//! Prompt Forge console driver
//!
//! Line-oriented front end over one workspace. Plain lines are sent to the
//! active project; lines starting with `/` are commands. Ctrl-C cancels the
//! run in flight.

use anyhow::{bail, Context, Result};
use prompt_forge::{AppState, ConfigService, RunOutcome};
use prompt_forge_core::{ChatRole, ConsoleLevel, ConsoleMessage};
use tokio::io::{AsyncBufReadExt, BufReader, Lines, Stdin};
use tracing_subscriber::EnvFilter;

type Input = Lines<BufReader<Stdin>>;

const HELP: &str = "\
Commands:
  /new [name]          create a project and switch to it
  /projects            list projects
  /switch <n|id>       switch the active project
  /rename <name>       rename the active project
  /delete              delete the active project
  /undo, /redo         step through versions
  /versions            list versions of the active project
  /restore <n>         jump to version n
  /files               list files of the current version
  /approve             approve the pending plan
  /status              show the run status
  /telemetry <level> <text>  report console output from the preview
  /quit                save and exit
Anything else is sent to the active project.
While a run is active only /cancel, /status and /telemetry are accepted.";

#[tokio::main]
async fn main() -> Result<()> {
    tracing_subscriber::fmt()
        .with_env_filter(EnvFilter::try_from_default_env().unwrap_or_else(|_| EnvFilter::new("info")))
        .init();

    let config_service = ConfigService::new().context("failed to load configuration")?;
    let state = AppState::from_config_service(&config_service)
        .await
        .context("failed to open workspace")?;

    println!("Prompt Forge. Type /help for commands.");
    let mut lines = BufReader::new(tokio::io::stdin()).lines();

    while let Some(line) = lines.next_line().await? {
        let line = line.trim();
        if line.is_empty() {
            continue;
        }

        let result = if let Some(command) = line.strip_prefix('/') {
            match run_command(&state, &mut lines, command).await {
                Ok(true) => {
                    state.save().await?;
                    break;
                }
                Ok(false) => Ok(()),
                Err(err) => Err(err),
            }
        } else {
            send(&state, &mut lines, line).await
        };

        if let Err(err) = result {
            eprintln!("error: {:#}", err);
        }
        if let Err(err) = state.save().await {
            eprintln!("error: failed to save workspace: {}", err);
        }
    }

    Ok(())
}

/// Execute one command. Returns true when the driver should exit.
async fn run_command(state: &AppState, lines: &mut Input, command: &str) -> Result<bool> {
    let (name, args) = command
        .split_once(char::is_whitespace)
        .map_or((command, ""), |(n, a)| (n, a.trim()));
    let history = state.history();

    match name {
        "quit" | "exit" => return Ok(true),
        "help" => println!("{}", HELP),
        "new" => {
            let id = state.create_project(args).await;
            println!("Created project {}", id);
        }
        "projects" => {
            let active = state.active_project().await;
            for (i, project) in history.list_projects().await.iter().enumerate() {
                let marker = if active.as_deref() == Some(project.id.as_str()) { "*" } else { " " };
                println!(
                    "{} {:>2}. {} ({} version(s), {} file(s))",
                    marker, i, project.name, project.versions, project.file_count
                );
            }
        }
        "switch" => {
            let projects = history.list_projects().await;
            let id = match args.parse::<usize>() {
                Ok(index) => projects
                    .get(index)
                    .map(|p| p.id.clone())
                    .with_context(|| format!("no project at index {}", index))?,
                Err(_) => args.to_string(),
            };
            state.set_active_project(&id).await?;
            println!("Switched to {}", history.summary(&id).await?.name);
        }
        "rename" => {
            let id = active(state).await?;
            state.orchestrator().rename_project(&id, args).await?;
            println!("Renamed to {}", args);
        }
        "delete" => {
            let id = active(state).await?;
            state.delete_project(&id).await?;
            println!("Deleted project {}", id);
        }
        "undo" | "redo" => {
            let id = active(state).await?;
            let orchestrator = state.orchestrator();
            let moved = if name == "undo" {
                orchestrator.undo(&id).await?
            } else {
                orchestrator.redo(&id).await?
            };
            if !moved {
                println!("Nothing to {}", name);
            }
            print_cursor(state, &id).await?;
        }
        "versions" => {
            let id = active(state).await?;
            for version in history.versions(&id).await? {
                let marker = if version.is_current { "*" } else { " " };
                println!(
                    "{} {:>2}. {} ({} message(s), {} file(s))",
                    marker, version.index, version.name, version.message_count, version.file_count
                );
            }
        }
        "restore" => {
            let id = active(state).await?;
            let index: usize = args.parse().context("usage: /restore <n>")?;
            state.orchestrator().restore_to(&id, index).await?;
            print_cursor(state, &id).await?;
        }
        "files" => {
            let id = active(state).await?;
            let snapshot = history.current(&id).await?;
            if snapshot.files.is_empty() {
                println!("No files yet");
            }
            for (path, content) in &snapshot.files {
                println!("{} ({} bytes)", path, content.len());
            }
        }
        "approve" => {
            let id = active(state).await?;
            let orchestrator = state.orchestrator().clone();
            let project = id.clone();
            drive_run(state, lines, &id, async move { orchestrator.approve_plan(&project).await }).await?;
        }
        "status" => print_status(state, &active(state).await?).await?,
        "telemetry" => report_telemetry(state, &active(state).await?, args).await?,
        "cancel" => println!("Nothing to cancel"),
        other => bail!("unknown command /{} (try /help)", other),
    }
    Ok(false)
}

/// Send a message to the active project, creating one when none exists.
async fn send(state: &AppState, lines: &mut Input, text: &str) -> Result<()> {
    let id = match state.active_project().await {
        Some(id) => id,
        None => state.create_project("").await,
    };
    let orchestrator = state.orchestrator().clone();
    let text = text.to_string();
    let project = id.clone();
    drive_run(state, lines, &id, async move { orchestrator.send_message(&project, &text, None).await }).await
}

/// Await a run while still serving run-time commands, then print what it
/// produced. Ctrl-C or end of input cancels the run.
async fn drive_run<F>(state: &AppState, lines: &mut Input, project_id: &str, run: F) -> Result<()>
where
    F: std::future::Future<Output = prompt_forge::AppResult<RunOutcome>> + Send + 'static,
{
    let before = state.history().current(project_id).await?.messages.len();
    let mut handle = tokio::spawn(run);
    let mut input_open = true;

    let outcome = loop {
        tokio::select! {
            joined = &mut handle => break joined??,
            _ = tokio::signal::ctrl_c() => {
                state.orchestrator().cancel(project_id).await?;
            }
            line = lines.next_line(), if input_open => match line? {
                Some(line) => {
                    if let Err(err) = run_time_command(state, project_id, line.trim()).await {
                        eprintln!("error: {:#}", err);
                    }
                }
                None => {
                    input_open = false;
                    state.orchestrator().cancel(project_id).await?;
                }
            },
        }
    };

    let snapshot = state.history().current(project_id).await?;
    for message in snapshot.messages.iter().skip(before) {
        if message.role == ChatRole::User {
            continue;
        }
        println!("[{}] {}", message.role, message.content);
        if let Some(plan) = &message.plan {
            println!("{}", plan.to_markdown());
        }
    }
    match outcome {
        RunOutcome::AwaitingApproval => println!("(plan pending: /approve or describe changes)"),
        RunOutcome::Completed { corrections } if corrections > 0 => {
            println!("(applied after {} automatic correction(s))", corrections)
        }
        _ => {}
    }
    Ok(())
}

async fn run_time_command(state: &AppState, project_id: &str, line: &str) -> Result<()> {
    let command = line.strip_prefix('/').unwrap_or(line);
    let (name, args) = command
        .split_once(char::is_whitespace)
        .map_or((command, ""), |(n, a)| (n, a.trim()));
    match name {
        "" => {}
        "cancel" => {
            state.orchestrator().cancel(project_id).await?;
        }
        "status" => print_status(state, project_id).await?,
        "telemetry" => report_telemetry(state, project_id, args).await?,
        _ => println!("A run is in progress. Use /cancel, /status or /telemetry."),
    }
    Ok(())
}

async fn print_status(state: &AppState, project_id: &str) -> Result<()> {
    let status = state.orchestrator().status(project_id).await?;
    let session = state.orchestrator().session(project_id).await;
    println!(
        "phase={} elapsed={}ms cancellable={} corrections={} oracle_calls={} tokens={}",
        status.phase,
        status.elapsed_ms,
        status.cancellable,
        status.retry_count,
        session.calls(),
        session.total_tokens()
    );
    Ok(())
}

/// `<level> <text>`, as the preview sandbox would report it.
async fn report_telemetry(state: &AppState, project_id: &str, args: &str) -> Result<()> {
    let (level, payload) = args.split_once(char::is_whitespace).unwrap_or((args, ""));
    state
        .orchestrator()
        .report_console(project_id, ConsoleMessage::new(parse_level(level)?, payload.trim()))
        .await;
    Ok(())
}

async fn active(state: &AppState) -> Result<String> {
    match state.active_project().await {
        Some(id) => Ok(id),
        None => bail!("no active project (use /new)"),
    }
}

async fn print_cursor(state: &AppState, project_id: &str) -> Result<()> {
    let summary = state.history().summary(project_id).await?;
    let mut steps = Vec::new();
    if summary.can_undo {
        steps.push("/undo");
    }
    if summary.can_redo {
        steps.push("/redo");
    }
    println!(
        "At version {} of {} ({})",
        summary.cursor,
        summary.versions,
        if steps.is_empty() { "no other versions".to_string() } else { steps.join(", ") }
    );
    Ok(())
}

fn parse_level(level: &str) -> Result<ConsoleLevel> {
    Ok(match level {
        "debug" => ConsoleLevel::Debug,
        "log" => ConsoleLevel::Log,
        "info" => ConsoleLevel::Info,
        "warn" => ConsoleLevel::Warn,
        "error" => ConsoleLevel::Error,
        other => bail!("unknown console level '{}'", other),
    })
}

Exercise goal:
Could you restate word for word the lines above from the one containing "orchestrator.redo(&id).await?" through the one containing "for version in", both included, and nothing else?

Reply:
                orchestrator.redo(&id).await?
            };
            if !moved {
                println!("Nothing to {}", name);
            }
            print_cursor(state, &id).await?;
        }
        "versions" => {
            let id = active(state).await?;
            for version in history.versions(&id).await? {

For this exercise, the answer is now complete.